REQUIREMENT:
Using the entries that follow, write out the line containing "writer.clear_row(row);", the line containing "the accessed/dirty bits", and every line between them, exactly and nothing else.

● ● ●

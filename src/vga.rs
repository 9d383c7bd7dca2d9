//! VGA text-mode writer, the other half of the bare-metal console.

use core::fmt;
use lazy_static::lazy_static;
use spin::Mutex;
use volatile::Volatile;

const BUFFER_HEIGHT: usize = 25;
const BUFFER_WIDTH: usize = 80;
const VGA_BUFFER: usize = 0xB8000;

#[derive(Debug, Clone, Copy, PartialEq, Eq)]
#[repr(u8)]
pub enum Color {
    Black = 0,
    LightGray = 7,
    White = 15,
}

#[derive(Debug, Clone, Copy)]
#[repr(transparent)]
struct ColorCode(u8);

impl ColorCode {
    const fn new(foreground: Color, background: Color) -> ColorCode {
        ColorCode((background as u8) << 4 | (foreground as u8))
    }
}

#[derive(Debug, Clone, Copy)]
#[repr(C)]
struct ScreenChar {
    ascii_character: u8,
    color_code: ColorCode,
}

#[repr(transparent)]
struct Buffer {
    chars: [[Volatile<ScreenChar>; BUFFER_WIDTH]; BUFFER_HEIGHT],
}

pub struct Writer {
    column: usize,
    color_code: ColorCode,
    buffer: &'static mut Buffer,
}

impl Writer {
    pub fn write_byte(&mut self, byte: u8) {
        match byte {
            b'\n' => self.new_line(),
            byte => {
                if self.column >= BUFFER_WIDTH {
                    self.new_line();
                }
                let row = BUFFER_HEIGHT - 1;
                self.buffer.chars[row][self.column].write(ScreenChar {
                    ascii_character: byte,
                    color_code: self.color_code,
                });
                self.column += 1;
            }
        }
    }

    pub fn backspace(&mut self) {
        if self.column > 0 {
            self.column -= 1;
            let row = BUFFER_HEIGHT - 1;
            self.buffer.chars[row][self.column].write(ScreenChar {
                ascii_character: b' ',
                color_code: self.color_code,
            });
        }
    }

    fn new_line(&mut self) {
        for row in 1..BUFFER_HEIGHT {
            for col in 0..BUFFER_WIDTH {
                let c = self.buffer.chars[row][col].read();
                self.buffer.chars[row - 1][col].write(c);
            }
        }
        self.clear_row(BUFFER_HEIGHT - 1);
        self.column = 0;
    }

    fn clear_row(&mut self, row: usize) {
        let blank = ScreenChar {
            ascii_character: b' ',
            color_code: self.color_code,
        };
        for col in 0..BUFFER_WIDTH {
            self.buffer.chars[row][col].write(blank);
        }
    }
}

impl fmt::Write for Writer {
    fn write_str(&mut self, s: &str) -> fmt::Result {
        for byte in s.bytes() {
            match byte {
                0x20..=0x7e | b'\n' => self.write_byte(byte),
                _ => self.write_byte(0xfe),
            }
        }
        Ok(())
    }
}

lazy_static! {
    pub static ref WRITER: Mutex<Writer> = Mutex::new(Writer {
        column: 0,
        color_code: ColorCode::new(Color::LightGray, Color::Black),
        buffer: unsafe { &mut *(VGA_BUFFER as *mut Buffer) },
    });
}

pub fn init() {
    let mut writer = WRITER.lock();
    for row in 0..BUFFER_HEIGHT {
        writer.clear_row(row);
    }
}
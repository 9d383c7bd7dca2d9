//! Per-process page directory.
//!
//! This is the paging contract the VM layer programs against:
//! map/unmap/translate plus the accessed and dirty bits the clock
//! algorithm reads. The directory here is software-maintained — the
//! kernel paths that touch user memory keep the accessed/dirty bits
//! honest, which is also what makes eviction observable under test. On
//! real hardware the same interface fronts the MMU page tables.

use super::PGSIZE;
use bit_field::BitField;
use hashbrown::HashMap;
use x86_64::VirtAddr;

const PTE_ADDR_MASK: u64 = !(PGSIZE as u64 - 1);
const PTE_WRITABLE: usize = 1;
const PTE_ACCESSED: usize = 5;
const PTE_DIRTY: usize = 6;

pub struct PageDir {
    entries: HashMap<u64, u64>,
}

impl PageDir {
    pub fn new() -> PageDir {
        PageDir {
            entries: HashMap::new(),
        }
    }

    /// Map `upage` to the frame at `kpage`. Fails if `upage` is already
    /// mapped.
    pub fn set_page(&mut self, upage: VirtAddr, kpage: VirtAddr, writable: bool) -> bool {
        assert_eq!(upage.as_u64() % PGSIZE as u64, 0, "upage not page-aligned");
        assert_eq!(kpage.as_u64() % PGSIZE as u64, 0, "kpage not page-aligned");
        if self.entries.contains_key(&upage.as_u64()) {
            return false;
        }
        let mut entry = kpage.as_u64() & PTE_ADDR_MASK;
        entry.set_bit(PTE_WRITABLE, writable);
        self.entries.insert(upage.as_u64(), entry);
        true
    }

    /// The frame `upage` maps to, if any.
    pub fn get_page(&self, upage: VirtAddr) -> Option<VirtAddr> {
        self.entries
            .get(&upage.as_u64())
            .map(|e| VirtAddr::new(e & PTE_ADDR_MASK))
    }

    /// Drop the mapping for `upage`, if any.
    pub fn clear_page(&mut self, upage: VirtAddr) {
        self.entries.remove(&upage.as_u64());
    }

    pub fn is_writable(&self, upage: VirtAddr) -> bool {
        self.entries
            .get(&upage.as_u64())
            .map(|e| e.get_bit(PTE_WRITABLE))
            .unwrap_or(false)
    }

    pub fn is_accessed(&self, upage: VirtAddr) -> bool {
        self.entries
            .get(&upage.as_u64())
            .map(|e| e.get_bit(PTE_ACCESSED))
            .unwrap_or(false)
    }

    pub fn set_accessed(&mut self, upage: VirtAddr, accessed: bool) {
        if let Some(e) = self.entries.get_mut(&upage.as_u64()) {
            e.set_bit(PTE_ACCESSED, accessed);
        }
    }

    pub fn is_dirty(&self, upage: VirtAddr) -> bool {
        self.entries
            .get(&upage.as_u64())
            .map(|e| e.get_bit(PTE_DIRTY))
            .unwrap_or(false)
    }

    pub fn set_dirty(&mut self, upage: VirtAddr, dirty: bool) {
        if let Some(e) = self.entries.get_mut(&upage.as_u64()) {
            e.set_bit(PTE_DIRTY, dirty);
        }
    }

    /// Make this the active address space. The software directory needs
    /// no CPU state; the hardware backend reloads the root pointer here.
    pub fn activate(&self) {}

    pub fn mapped_pages(&self) -> usize {
        self.entries.len()
    }
}

impl Default for PageDir {
    fn default() -> Self {
        Self::new()
    }
}

#[cfg(test)]
mod tests {
    use super::*;

    fn page(n: u64) -> VirtAddr {
        VirtAddr::new(n * PGSIZE as u64)
    }

    #[test]
    fn map_translate_unmap() {
        let mut pd = PageDir::new();
        assert!(pd.set_page(page(1), page(100), true));
        assert_eq!(pd.get_page(page(1)), Some(page(100)));
        assert!(pd.is_writable(page(1)));
        pd.clear_page(page(1));
        assert_eq!(pd.get_page(page(1)), None);
    }

    #[test]
    fn double_map_fails() {
        let mut pd = PageDir::new();
        assert!(pd.set_page(page(1), page(100), false));
        assert!(!pd.set_page(page(1), page(101), false));
        assert_eq!(pd.get_page(page(1)), Some(page(100)));
        assert!(!pd.is_writable(page(1)));
    }

    #[test]
    fn accessed_and_dirty_bits() {
        let mut pd = PageDir::new();
        pd.set_page(page(2), page(50), true);
        assert!(!pd.is_accessed(page(2)));
        pd.set_accessed(page(2), true);
        assert!(pd.is_accessed(page(2)));
        pd.set_accessed(page(2), false);
        assert!(!pd.is_accessed(page(2)));
        pd.set_dirty(page(2), true);
        assert!(pd.is_dirty(page(2)));
        // Bits on unmapped pages read as clear and writes are ignored.
        pd.set_accessed(page(9), true);
        assert!(!pd.is_accessed(page(9)));
    }
}
impl SuppTable {
    pub fn new() -> SuppTable {
        SuppTable {
            pages: HashMap::new(),
        }
    }

    pub fn len(&self) -> usize {
        self.pages.len()
    }

    pub fn is_empty(&self) -> bool {
        self.pages.is_empty()
    }

    pub fn state_of(&self, upage: VirtAddr) -> Option<PageStateKind> {
        self.pages.get(&upage.as_u64()).map(|p| match p.state {
            PageState::File { .. } => PageStateKind::File,
            PageState::Swap { .. } => PageStateKind::Swap,
            PageState::Zero => PageStateKind::Zero,
            PageState::Present => PageStateKind::Present,
        })
    }

    /// Record a page to be lazily read from `file`. Fails on an address
    /// that already has an entry.
    pub fn install_file(
        &mut self,
        upage: VirtAddr,
        file: File,
        ofs: usize,
        read_bytes: usize,
        zero_bytes: usize,
        writable: bool,
    ) -> bool {
        assert_eq!(memory::pg_ofs(upage), 0, "upage not page-aligned");
        assert_eq!(read_bytes + zero_bytes, PGSIZE, "file page must cover a full page");
        if self.pages.contains_key(&upage.as_u64()) {
            return false;
        }
        self.pages.insert(
            upage.as_u64(),
            Page {
                kpage: None,
                writable,
                state: PageState::File {
                    file,
                    ofs,
                    read_bytes,
                    zero_bytes,
                },
            },
        );
        true
    }

    /// Record an all-zero page. Fails on a conflict.
    pub fn install_zero(&mut self, upage: VirtAddr, writable: bool) -> bool {
        assert_eq!(memory::pg_ofs(upage), 0, "upage not page-aligned");
        if self.pages.contains_key(&upage.as_u64()) {
            return false;
        }
        self.pages.insert(
            upage.as_u64(),
            Page {
                kpage: None,
                writable,
                state: PageState::Zero,
            },
        );
        true
    }

    /// Move an existing entry (typically a resident one being evicted)
    /// to the swap state. Fails if the address has no entry.
    pub fn install_swap(&mut self, upage: VirtAddr, slot: usize) -> bool {
        match self.pages.get_mut(&upage.as_u64()) {
            Some(page) => {
                page.kpage = None;
                page.state = PageState::Swap { slot };
                true
            }
            None => false,
        }
    }

    /// Make `upage` resident in `kpage`: update or insert the entry,
    /// clear the dirty bit, and install the hardware mapping. Fails if
    /// a mapping already exists.
    pub fn set_page(
        &mut self,
        pagedir: &mut PageDir,
        upage: VirtAddr,
        kpage: VirtAddr,
        writable: bool,
    ) -> bool {
        let entry = self.pages.entry(upage.as_u64()).or_insert(Page {
            kpage: None,
            writable,
            state: PageState::Zero,
        });
        entry.kpage = Some(kpage);
        entry.writable = writable;
        entry.state = PageState::Present;

        pagedir.set_dirty(upage, false);
        pagedir.get_page(upage).is_none() && pagedir.set_page(upage, kpage, writable)
    }

    /// Release everything this table still owns: resident frames go
    /// back to the pool, swapped pages give up their slots. The file
    /// handles drop with their entries.
    pub fn destroy(self, pagedir: &mut PageDir) {
        for (upage, page) in self.pages {
            match page.state {
                PageState::Present => {
                    if let Some(kpage) = page.kpage {
                        frame::free_frame(kpage);
                        pagedir.clear_page(VirtAddr::new(upage));
                    }
                }
                PageState::Swap { slot } => swap::free_slot(slot),
                PageState::File { .. } | PageState::Zero => {}
            }
        }
    }
}

impl Default for SuppTable {
    fn default() -> Self {
        Self::new()
    }
}

/// What `load_page` needs to know outside the user-state lock.
enum Fetch {
    File {
        file: File,
        ofs: usize,
        read_bytes: usize,
    },
    Swap {
        slot: usize,
    },
    Zero,
}

/// Resolve a fault on `upage` for the current process. Returns false if
/// the page is unknown (a genuine fault) or the contents cannot be
/// fetched.
///
/// The user-state lock is not held while a frame is obtained or filled:
/// frame acquisition may evict — possibly one of our own pages — and a
/// file read must not run under the frame lock either, so the fresh
/// frame stays pinned until its mapping is installed.
pub fn load_page(upage: VirtAddr) -> bool {
    assert_eq!(memory::pg_ofs(upage), 0, "upage not page-aligned");
    let cur = scheduler::current();

    let (fetch, writable) = {
        let user = cur.user.lock();
        let user = match user.as_ref() {
            Some(u) => u,
            None => return false,
        };
        match user.pages.pages.get(&upage.as_u64()) {
            None => return false,
            Some(page) => {
                let fetch = match &page.state {
                    PageState::File {
                        file,
                        ofs,
                        read_bytes,
                        ..
                    } => Fetch::File {
                        file: file.clone(),
                        ofs: *ofs,
                        read_bytes: *read_bytes,
                    },
                    PageState::Swap { slot } => Fetch::Swap { slot: *slot },
                    PageState::Zero => Fetch::Zero,
                    // A resident page does not fault; nothing to do.
                    PageState::Present => return false,
                };
                (fetch, page.writable)
            }
        }
    };

    let kpage = match frame::get_frame(PalFlags::USER, upage) {
        Some(kpage) => kpage,
        None => return false,
    };

    let bytes = unsafe { memory::page_bytes(kpage) };
    match fetch {
        Fetch::File {
            file,
            ofs,
            read_bytes,
        } => {
            if file.read_at(ofs, &mut bytes[..read_bytes]) != read_bytes {
                frame::free_frame(kpage);
                return false;
            }
            bytes[read_bytes..].fill(0);
        }
        Fetch::Swap { slot } => {
            if !swap::swap_in(slot, kpage) {
                frame::free_frame(kpage);
                return false;
            }
        }
        Fetch::Zero => bytes.fill(0),
    }

    let installed = {
        let mut user = cur.user.lock();
        match user.as_mut() {
            Some(u) => {
                let ok = u.pages.set_page(&mut u.pagedir, upage, kpage, writable);
                if ok {
                    // A freshly loaded page counts as referenced.
                    u.pagedir.set_accessed(upage, true);
                }
                ok
            }
            None => false,
        }
    };
    if !installed {
        frame::free_frame(kpage);
        return false;
    }
    frame::unpin(kpage);
    true
}

#[cfg(test)]
mod tests {
    use super::*;
    use crate::process::UserState;
    use crate::test_support;
    use alloc::vec;

    fn upage(n: u64) -> VirtAddr {
        VirtAddr::new(n * PGSIZE as u64)
    }

    fn with_user_state() {
        *scheduler::current().user.lock() = Some(UserState::new());
    }

    fn clear_user_state() {
        let state = scheduler::current().user.lock().take();
        if let Some(state) = state {
            state.destroy();
        }
    }

    #[test]
    fn zero_page_faults_in_zeroed() {
        let _k = test_support::boot();
        with_user_state();
        let cur = scheduler::current();
        {
            let mut u = cur.user.lock();
            assert!(u.as_mut().unwrap().pages.install_zero(upage(5), true));
        }
        assert!(load_page(upage(5)));
        let u = cur.user.lock();
        let kpage = u.as_ref().unwrap().pagedir.get_page(upage(5)).unwrap();
        assert!(unsafe { memory::page_bytes(kpage) }.iter().all(|&b| b == 0));
        assert_eq!(
            u.as_ref().unwrap().pages.state_of(upage(5)),
            Some(PageStateKind::Present)
        );
        drop(u);
        clear_user_state();
    }

    #[test]
    fn file_page_reads_and_zero_fills() {
        let _k = test_support::boot();
        with_user_state();
        crate::fs::create("img", 100).unwrap();
        let mut f = crate::fs::open("img").unwrap();
        f.write(b"payload");
        let cur = scheduler::current();
        {
            let mut u = cur.user.lock();
            // 100 bytes of file, the rest zeros.
            assert!(u.as_mut().unwrap().pages.install_file(
                upage(7),
                f.clone(),
                0,
                100,
                PGSIZE - 100,
                false,
            ));
        }
        assert!(load_page(upage(7)));
        let u = cur.user.lock();
        let kpage = u.as_ref().unwrap().pagedir.get_page(upage(7)).unwrap();
        let bytes = unsafe { memory::page_bytes(kpage) };
        assert_eq!(&bytes[..7], b"payload");
        assert!(bytes[100..].iter().all(|&b| b == 0));
        assert!(!u.as_ref().unwrap().pagedir.is_writable(upage(7)));
        drop(u);
        clear_user_state();
    }

    #[test]
    fn install_conflicts_fail() {
        let _k = test_support::boot();
        with_user_state();
        let cur = scheduler::current();
        let mut u = cur.user.lock();
        let u = u.as_mut().unwrap();
        assert!(u.pages.install_zero(upage(1), true));
        assert!(!u.pages.install_zero(upage(1), true));
        crate::fs::create("f", 0).unwrap();
        let f = crate::fs::open("f").unwrap();
        assert!(!u.pages.install_file(upage(1), f, 0, PGSIZE, 0, true));
        // install_swap needs an existing entry.
        assert!(!u.pages.install_swap(upage(9), 0));
    }

    #[test]
    fn genuine_fault_misses() {
        let _k = test_support::boot();
        with_user_state();
        assert!(!load_page(upage(123)));
        clear_user_state();
    }

    #[test]
    fn short_file_read_fails_cleanly() {
        let _k = test_support::boot();
        with_user_state();
        crate::fs::create("tiny", 10).unwrap();
        let f = crate::fs::open("tiny").unwrap();
        let cur = scheduler::current();
        {
            let mut u = cur.user.lock();
            // Claims PGSIZE bytes from a 10-byte file.
            assert!(u.as_mut().unwrap().pages.install_file(
                upage(3),
                f,
                0,
                PGSIZE,
                0,
                true
            ));
        }
        assert!(!load_page(upage(3)));
        assert_eq!(frame::frame_count(), 0);
        clear_user_state();
    }

    #[test]
    fn destroy_releases_frames_and_slots() {
        let _k = test_support::boot_with(crate::KernelConfig::default(), 4, 16);
        with_user_state();
        let cur = scheduler::current();
        {
            let mut u = cur.user.lock();
            let u = u.as_mut().unwrap();
            for i in 0..3 {
                assert!(u.pages.install_zero(upage(10 + i), true));
            }
        }
        for i in 0..3 {
            assert!(load_page(upage(10 + i)));
        }
        assert_eq!(frame::frame_count(), 3);
        // Evict one by hand to get a swap-state entry.
        let kpage = {
            let u = cur.user.lock();
            u.as_ref().unwrap().pagedir.get_page(upage(10)).unwrap()
        };
        let slot = swap::swap_out(kpage);
        {
            let mut u = cur.user.lock();
            let u = u.as_mut().unwrap();
            u.pages.install_swap(upage(10), slot);
            u.pagedir.clear_page(upage(10));
        }
        frame::free_frame(kpage);
        let used_before = swap::free_slots();
        clear_user_state();
        assert_eq!(frame::frame_count(), 0);
        assert_eq!(swap::free_slots(), used_before + 1);
    }

    /// Demand-load a 1 MiB image (256 pages) through a 64-page pool:
    /// the frame table never exceeds the pool and every page read back
    /// — including those that went through swap — carries its bytes.
    #[test]
    fn demand_load_then_evict_round_trip() {
        const PAGES: u64 = 256;
        const POOL: usize = 64;
        let _k = test_support::boot_with(crate::KernelConfig::default(), POOL, 512);
        with_user_state();
        let cur = scheduler::current();

        {
            let mut u = cur.user.lock();
            let u = u.as_mut().unwrap();
            for i in 0..PAGES {
                assert!(u.pages.install_zero(upage(i), true));
            }
        }

        // Touch every page in order, writing a recognizable pattern.
        for i in 0..PAGES {
            assert!(load_page(upage(i)), "page {} failed to load", i);
            let mut u = cur.user.lock();
            let u = u.as_mut().unwrap();
            let kpage = u.pagedir.get_page(upage(i)).unwrap();
            unsafe { memory::page_bytes(kpage) }.fill(i as u8);
            u.pagedir.set_dirty(upage(i), true);
            drop(u);
            assert!(frame::frame_count() <= POOL, "frame table grew past the pool");
        }

        // Early pages went to swap; fault them back and check bytes.
        let mut swapped = 0;
        for i in 0..PAGES {
            let state = {
                let u = cur.user.lock();
                u.as_ref().unwrap().pages.state_of(upage(i)).unwrap()
            };
            if state == PageStateKind::Swap {
                swapped += 1;
                assert!(load_page(upage(i)), "swap-in of page {} failed", i);
            }
            let u = cur.user.lock();
            let kpage = u.as_ref().unwrap().pagedir.get_page(upage(i)).unwrap();
            assert!(
                unsafe { memory::page_bytes(kpage) }.iter().all(|&b| b == i as u8),
                "page {} lost its bytes",
                i
            );
        }
        assert!(swapped > 0, "nothing was evicted");
        clear_user_state();
    }

    #[test]
    fn file_backed_pages_cover_a_sparse_file() {
        // A page-by-page lazy map of a multi-page file, the way the
        // loader installs an executable image.
        let _k = test_support::boot();
        with_user_state();
        let len = 2 * PGSIZE + 300;
        crate::fs::create("prog", len).unwrap();
        let mut f = crate::fs::open("prog").unwrap();
        f.seek(2 * PGSIZE);
        f.write(&vec![7u8; 300]);
        let cur = scheduler::current();
        {
            let mut u = cur.user.lock();
            let u = u.as_mut().unwrap();
            let mut ofs = 0;
            while ofs < len {
                let read_bytes = (len - ofs).min(PGSIZE);
                assert!(u.pages.install_file(
                    upage(20 + (ofs / PGSIZE) as u64),
                    f.clone(),
                    ofs,
                    read_bytes,
                    PGSIZE - read_bytes,
                    true,
                ));
                ofs += PGSIZE;
            }
        }
        for i in 0..3 {
            assert!(load_page(upage(20 + i)));
        }
        let u = cur.user.lock();
        let kpage = u.as_ref().unwrap().pagedir.get_page(upage(22)).unwrap();
        let bytes = unsafe { memory::page_bytes(kpage) };
        assert!(bytes[..300].iter().all(|&b| b == 7));
        assert!(bytes[300..].iter().all(|&b| b == 0));
        drop(u);
        clear_user_state();
    }
}
//! Page allocator: two bitmap-backed pools of page-sized memory, one for
//! the kernel (thread stacks) and one for user frames. This is the
//! allocator contract the frame table builds on.

use super::bitmap::Bitmap;
use super::PGSIZE;
use bitflags::bitflags;
use lazy_static::lazy_static;
use spin::Mutex;
use x86_64::VirtAddr;

bitflags! {
    #[derive(Debug, Clone, Copy, PartialEq, Eq)]
    pub struct PalFlags: u32 {
        /// Allocate from the user pool instead of the kernel pool.
        const USER = 1 << 0;
        /// Zero the page before returning it.
        const ZERO = 1 << 1;
    }
}

struct Pool {
    base: u64,
    used: Bitmap,
}

impl Pool {
    fn new(base: VirtAddr, pages: usize) -> Pool {
        assert_eq!(base.as_u64() % PGSIZE as u64, 0, "pool base not page-aligned");
        Pool {
            base: base.as_u64(),
            used: Bitmap::new(pages, false),
        }
    }

    fn contains(&self, page: VirtAddr) -> bool {
        let addr = page.as_u64();
        addr >= self.base && addr < self.base + (self.used.len() * PGSIZE) as u64
    }

    fn get(&mut self) -> Option<VirtAddr> {
        let idx = self.used.scan_and_flip(0, false)?;
        Some(VirtAddr::new(self.base + (idx * PGSIZE) as u64))
    }

    fn free(&mut self, page: VirtAddr) {
        assert_eq!(page.as_u64() % PGSIZE as u64, 0, "freeing unaligned page");
        let idx = ((page.as_u64() - self.base) / PGSIZE as u64) as usize;
        assert!(self.used.test(idx), "freeing a page that is not allocated");
        self.used.set(idx, false);
    }

    fn free_pages(&self) -> usize {
        self.used.count(false)
    }
}

struct Pools {
    kernel: Pool,
    user: Pool,
}

lazy_static! {
    static ref POOLS: Mutex<Option<Pools>> = Mutex::new(None);
}

/// Hand the allocator its memory. Both ranges must be page-aligned and
/// disjoint.
pub fn init(kernel_base: VirtAddr, kernel_pages: usize, user_base: VirtAddr, user_pages: usize) {
    *POOLS.lock() = Some(Pools {
        kernel: Pool::new(kernel_base, kernel_pages),
        user: Pool::new(user_base, user_pages),
    });
}

/// Hosted variant: carve both pools out of leaked, page-aligned heap
/// arenas so the rest of the kernel is none the wiser.
#[cfg(not(target_os = "none"))]
pub fn init_hosted(kernel_pages: usize, user_pages: usize) {
    fn arena(pages: usize) -> VirtAddr {
        let layout = core::alloc::Layout::from_size_align(pages * PGSIZE, PGSIZE).unwrap();
        let ptr = unsafe { alloc::alloc::alloc_zeroed(layout) };
        assert!(!ptr.is_null(), "hosted arena allocation failed");
        VirtAddr::new(ptr as u64)
    }
    init(arena(kernel_pages), kernel_pages, arena(user_pages), user_pages)
}

/// Get a free page, or `None` if the chosen pool is exhausted.
pub fn get_page(flags: PalFlags) -> Option<VirtAddr> {
    let mut pools = POOLS.lock();
    let pools = pools.as_mut().expect("page allocator not initialized");
    let pool = if flags.contains(PalFlags::USER) {
        &mut pools.user
    } else {
        &mut pools.kernel
    };
    let page = pool.get()?;
    if flags.contains(PalFlags::ZERO) {
        unsafe { super::page_bytes(page) }.fill(0);
    }
    Some(page)
}

/// Return `page` to its pool.
pub fn free_page(page: VirtAddr) {
    let mut pools = POOLS.lock();
    let pools = pools.as_mut().expect("page allocator not initialized");
    if pools.user.contains(page) {
        pools.user.free(page);
    } else if pools.kernel.contains(page) {
        pools.kernel.free(page);
    } else {
        panic!("freeing page {:?} outside both pools", page);
    }
}

/// Free pages left in the user pool.
pub fn user_pool_free() -> usize {
    let pools = POOLS.lock();
    pools.as_ref().expect("page allocator not initialized").user.free_pages()
}

#[cfg(test)]
mod tests {
    use super::*;

    fn setup(kernel: usize, user: usize) -> crate::test_support::KernelGuard {
        let guard = crate::test_support::lock_kernel();
        init_hosted(kernel, user);
        guard
    }

    #[test]
    fn exhaustion_and_reuse() {
        let _k = setup(4, 2);
        let a = get_page(PalFlags::USER).unwrap();
        let b = get_page(PalFlags::USER).unwrap();
        assert_ne!(a, b);
        assert!(get_page(PalFlags::USER).is_none());
        free_page(a);
        let c = get_page(PalFlags::USER).unwrap();
        assert_eq!(a, c);
    }

    #[test]
    fn zero_flag_scrubs() {
        let _k = setup(4, 2);
        let page = get_page(PalFlags::USER).unwrap();
        unsafe { crate::memory::page_bytes(page) }.fill(0xAA);
        free_page(page);
        let again = get_page(PalFlags::USER | PalFlags::ZERO).unwrap();
        assert_eq!(again, page);
        assert!(unsafe { crate::memory::page_bytes(again) }.iter().all(|&b| b == 0));
    }

    #[test]
    fn pools_are_separate() {
        let _k = setup(2, 2);
        let k = get_page(PalFlags::empty()).unwrap();
        let u = get_page(PalFlags::USER).unwrap();
        assert_ne!(k, u);
        assert_eq!(user_pool_free(), 1);
        free_page(u);
        free_page(k);
        assert_eq!(user_pool_free(), 2);
    }
}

● ● ●

ANSWER TO THE EXERCISE:
        writer.clear_row(row);
    }
}
repository 9d383c7bd7dca2d9
//! Per-process page directory.
//!
//! This is the paging contract the VM layer programs against:
//! map/unmap/translate plus the accessed and dirty bits the clock
//! algorithm reads. The directory here is software-maintained — the
//! kernel paths that touch user memory keep the accessed/dirty bits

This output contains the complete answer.